Dark-Pop Songstress Rotana's New EP is a Stripped-Back Soul-Barer
Pop songstress Rotana doesn't play by the rules. That's not some big statement of rebellion from growing up in Saudi Arabia -- it's just a testament to the kind of badass she is. At 21, she was en route to climbing the ranks to an executive position at an oil company back home, but in 2013, she went viral for a Lorde cover designed to advocate for Saudi women's rights. A couple years ago, she scored a Master's degree in communications over in Los Angeles. Today, and every day, she chooses music.
Born in a world that told her she couldn't take up space, Rotana grew up to fill it. Loud and hungry to create, she makes no apologies for showing up and being seen. The impact of this attention to herself (her body, her mind, her sexuality, her emotion) is directly replicated in her music. Baring her soul in sultry dark-pop anthems, Rotana tells her story and dares us to listen.

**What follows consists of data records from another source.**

impl TreeBuilder<'_> {
    fn class_counts(&self, samples: &[usize]) -> Vec<usize> {
        let mut counts = vec![0usize; self.n_classes];
        for &s in samples {
            counts[self.y[s]] += 1;
        }
        counts
    }

    fn leaf(&self, counts: &[usize]) -> Node {
        let total: usize = counts.iter().sum();
        let distribution = counts
            .iter()
            .map(|&c| if total == 0 { 0.0 } else { c as f32 / total as f32 })
            .collect();
        Node::Leaf { distribution }
    }

    /// Grow the subtree for `samples` and return its root index.
    fn grow(&mut self, samples: &mut [usize], depth: usize) -> usize {
        let index = self.nodes.len();
        let counts = self.class_counts(samples);
        let leaf = self.leaf(&counts);
        self.nodes.push(leaf);

        let pure = counts.iter().filter(|&&c| c > 0).count() <= 1;
        let depth_reached = self.max_depth.is_some_and(|d| depth >= d);
        if pure || depth_reached || samples.len() < self.min_samples_split {
            return index;
        }

        let Some(split) = self.best_split(samples, &counts) else {
            return index;
        };

        let mid = partition(samples, |s| self.x[[s, split.feature]] <= split.threshold);
        if mid == 0 || mid == samples.len() {
            return index;
        }
        let (left_samples, right_samples) = samples.split_at_mut(mid);
        let left = self.grow(left_samples, depth + 1);
        let right = self.grow(right_samples, depth + 1);
        self.nodes[index] = Node::Split {
            feature: split.feature,
            threshold: split.threshold,
            left,
            right,
        };
        index
    }

    /// Best Gini split over a random subset of features.
    ///
    /// Constant features are skipped without counting toward `max_features`,
    /// so more features are examined when the sampled ones cannot separate
    /// the node. Candidates with a non-finite threshold are never chosen.
    fn best_split(&mut self, samples: &[usize], counts: &[usize]) -> Option<BestSplit> {
        let mut features: Vec<usize> = (0..self.x.ncols()).collect();
        features.shuffle(&mut self.rng);

        let n = samples.len() as f32;
        let mut best: Option<BestSplit> = None;
        let mut examined = 0;
        let mut column: Vec<(f32, usize)> = Vec::with_capacity(samples.len());

        for feature in features {
            if examined >= self.max_features {
                break;
            }
            column.clear();
            column.extend(samples.iter().map(|&s| (self.x[[s, feature]], self.y[s])));
            column.sort_by(|a, b| a.0.total_cmp(&b.0));
            if column[0].0 >= column[column.len() - 1].0 {
                continue;
            }
            examined += 1;

            let mut left = vec![0usize; self.n_classes];
            let mut right = counts.to_vec();
            for i in 0..column.len() - 1 {
                let (value, class) = column[i];
                left[class] += 1;
                right[class] -= 1;
                let next = column[i + 1].0;
                if value >= next {
                    continue;
                }
                let mut threshold = value + (next - value) / 2.0;
                if threshold >= next {
                    threshold = value;
                }
                if !threshold.is_finite() {
                    continue;
                }
                let n_left = (i + 1) as f32;
                let impurity =
                    (n_left * gini(&left) + (n - n_left) * gini(&right)) / n;
                if best.as_ref().is_none_or(|b| impurity < b.impurity) {
                    best = Some(BestSplit {
                        feature,
                        threshold,
                        impurity,
                    });
                }
            }
        }
        best
    }
}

Today, Rotana has released her new EP, Demo Love Series, a remarkably masterful collection of pop talent at its highest caliber.
We asked Rotana to tell us a little about the series and here's what she had to say:
This time, the statement Rotana makes, put simply, is that love is a battlefield and we're all at war in it every goddamn day. There are no wild epiphanies or punchy call-to-actions here -- there are just five slightly disjointed and marvelously bare-bones songs about heart struggles, five mesmeric gems about heartbreak and self-sabotage, the things we know best whether we like it or not. Rotana captures these themes so desperately, urgently, like her life depends on it, and it sort of does. These are the things that make us human. If we don't share them, or more accurately drown in them, who are we?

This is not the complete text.